The entire group will be honored in an inaugural Hall of Fame Banquet on Saturday, June 30, at Antioch University Midwest, hosted by the YSHS Athletic Department and the YSHS Athletic Boosters. Tickets, available at Nipper’s Corner and online, are $25, and the community is invited.

The other 2018 honorees, identified by organizers as athletic standouts in their own right, are:

• Leroy Bondurant, a coach in the 1970s and ’80s;

• Sarah (Butler) Lowe, class of 1973, who played volleyball, basketball and softball, and returned to the local school district after college to teach physical education;

• Marcus Johnson, class of 1974, who played football, basketball and track;

• John Gudgel, class of 1975, who as a student played football, basketball and track and later served as a coach of track, basketball and football;

• Shirley Cummins, class of 1976, volleyball, basketball, track and softball;

• Bill Hardman, class of 1977, soccer;

• Tyson Bondurant, class of 1978. soccer, basketball, track;

• Teresa Bondurant Wagner, class of 1979, soccer, basketball, track;

• Greg Ayers, class of 1985. soccer, basketball and track;

• Matt Brunsman, class of 1990: swimming;

• Andrew Pierce, class of 1997, basketball and track.

The 14 are “absolutely the cream of the crop” of local sports figures, Yellow Springs Schools Athletic Director Nate Baker said last week.

Establishing an “elite” group was the intention, Baker added. For its inaugural class, Hall of Fame organizers wanted to identify athletes who “would be a no-brainer” for the community, he said.

Nearly two years in active planning, the Hall of Fame had been a goal of Baker’s since he become athletic director here four years ago.

“The majority of high schools have a hall of fame,” he said, and he believed the recognition “was much needed, much overdue” in Yellow Springs.

The Athletic Department and Boosters club worked together to establish a timeline for nominations and put together a 10-person committee comprised of former players, coaches and administrators to make the selections.

Their goal was to name 10-12 people for the first year’s class, Baker said.

But sticking to those numbers proved difficult.

“When you are selecting from 100 years of history, it is very tough to narrow down,” he said.

The committee aspired to represent an overview of “different eras, different demographics, different sports … to get a good, whole perspective looking back,” Baker said.

At the same time, they focused on pre-2000 graduates in an effort to honor athletes while they or their immediate families can accept the award.

Three of this year’s inductees are deceased: In addition to Coles and Hughes, who died in 1996, Leroy Bondurant died in 1999 at the age of 60.

Bondurant’s children, Tyson Bondurant, an All-State football player, and Teresa Bondurant Wagner, who “played everything,” according to 1975 graduate and fellow honoree John Gudgel, are also among the 2018 inductees. 

Baker said that the Hall of Fame organizers developed “a five-year plan” in which each subsequent class of honorees will reduce in number by two, until after five years, when the Hall of Fame will settle on two new inductees a year, with more recent graduates also included.

He foresees no difficulty in naming new recipients.

“We got over 100 nominations” this year, Baker said.

Sterling Wright said he was honored to be included in the inaugural class.

At 6-feet, 8-inches tall, he might seem like a natural to play basketball.

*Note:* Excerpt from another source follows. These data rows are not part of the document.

//! Live integration tests against a real FTP(S) server.
//!
//! These tests are disabled by default. Enable with:
//! ```text
//! cargo test --test live_integration_test --features live-tests -- --test-threads=1
//! ```
//!
//! Required environment variables:
//! - FTP_HOST: server hostname
//! - FTP_PORT: server port (default: 21)
//! - FTP_USER: username (default: anonymous)
//! - FTP_PASS: password (default: guest@example.com)
//! - FTP_REMOTE_DIR: a directory the account may list/write into (default: /)
//! - FTP_TLS: set to "1" to negotiate explicit FTPS via `AUTH TLS`

#![cfg(feature = "live-tests")]

use ftp_rs::{Client, ClientConfig, TransferType};

fn get_test_config() -> (String, u16, String, String, String, bool) {
    let host = std::env::var("FTP_HOST").expect("FTP_HOST not set");
    let port = std::env::var("FTP_PORT")
        .ok()
        .and_then(|p| p.parse().ok())
        .unwrap_or(21);
    let user = std::env::var("FTP_USER").unwrap_or_else(|_| "anonymous".to_string());
    let pass =
        std::env::var("FTP_PASS").unwrap_or_else(|_| "guest@example.com".to_string());
    let dir = std::env::var("FTP_REMOTE_DIR").unwrap_or_else(|_| "/".to_string());
    let tls = std::env::var("FTP_TLS").map(|v| v == "1").unwrap_or(false);
    (host, port, user, pass, dir, tls)
}

fn connected_client(tls: bool) -> Client {
    let config = if tls {
        ClientConfig::explicit_tls(ftp_rs::tls::insecure_client_config())
    } else {
        ClientConfig::plain()
    };
    Client::new(config)
}

#[test]
fn live_connect_and_login() {
    let (host, port, user, pass, _, tls) = get_test_config();
    let mut client = connected_client(tls);
    let replies = client
        .connect(&host, port, Some(&user), &pass)
        .expect("connect failed");
    assert!(replies.is_positive(), "{}", replies.status_string());
    assert!(client.is_connected());
    client.disconnect(true).unwrap();
}

#[test]
fn live_list_remote_directory() {
    let (host, port, user, pass, dir, tls) = get_test_config();
    let mut client = connected_client(tls);
    client.connect(&host, port, Some(&user), &pass).unwrap();
    let (replies, _entries) = client
        .get_file_list(Some(&dir), false)
        .expect("LIST failed");
    assert!(replies.is_positive(), "{}", replies.status_string());
    client.disconnect(true).unwrap();
}

#[test]
fn live_upload_download_roundtrip() {
    let (host, port, user, pass, dir, tls) = get_test_config();
    let mut client = connected_client(tls);
    client.connect(&host, port, Some(&user), &pass).unwrap();
    client.set_transfer_type(TransferType::Binary).unwrap();

    let remote_path = format!("{}/ftp-rs-live-test.tmp", dir.trim_end_matches('/'));
    let payload = b"ftp-rs live integration test payload".to_vec();

    let mut source = std::io::Cursor::new(payload.clone());
    let upload = client
        .upload(&mut source, &remote_path, false, None)
        .expect("STOR failed");
    assert!(upload.is_positive(), "{}", upload.status_string());

    let mut sink = Vec::new();
    let download = client
        .download(&mut sink, &remote_path, None)
        .expect("RETR failed");
    assert!(download.is_positive(), "{}", download.status_string());
    assert_eq!(sink, payload);

    let _ = client.delete(&remote_path);
    client.disconnect(true).unwrap();
}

But Wright said he didn’t make the varsity team until his senior year of high school. He hadn’t yet reached his full height, but was still 6’4” or 6’5”, he said in a telephone interview this week.

His college career began as a walk on at Lincoln University, but two years later he was named an All-American player.

“I stayed with it,” he said of the work he put into becoming an expert player.

Inducted into Lincoln’s Hall of Fame three years ago, he noted that he was the first and only basketball player to go pro from both Yellow Springs and Lincoln University.

Professionally, he played first with the ABA’s New York Nets and then with the NBA’s Philadelphia 76’ers, before continuing his career in France.

Wright, whose family goes back five generations in Yellow Springs to the Conway Colony, returned to the village in 2008 to help care for his mother, who has since died.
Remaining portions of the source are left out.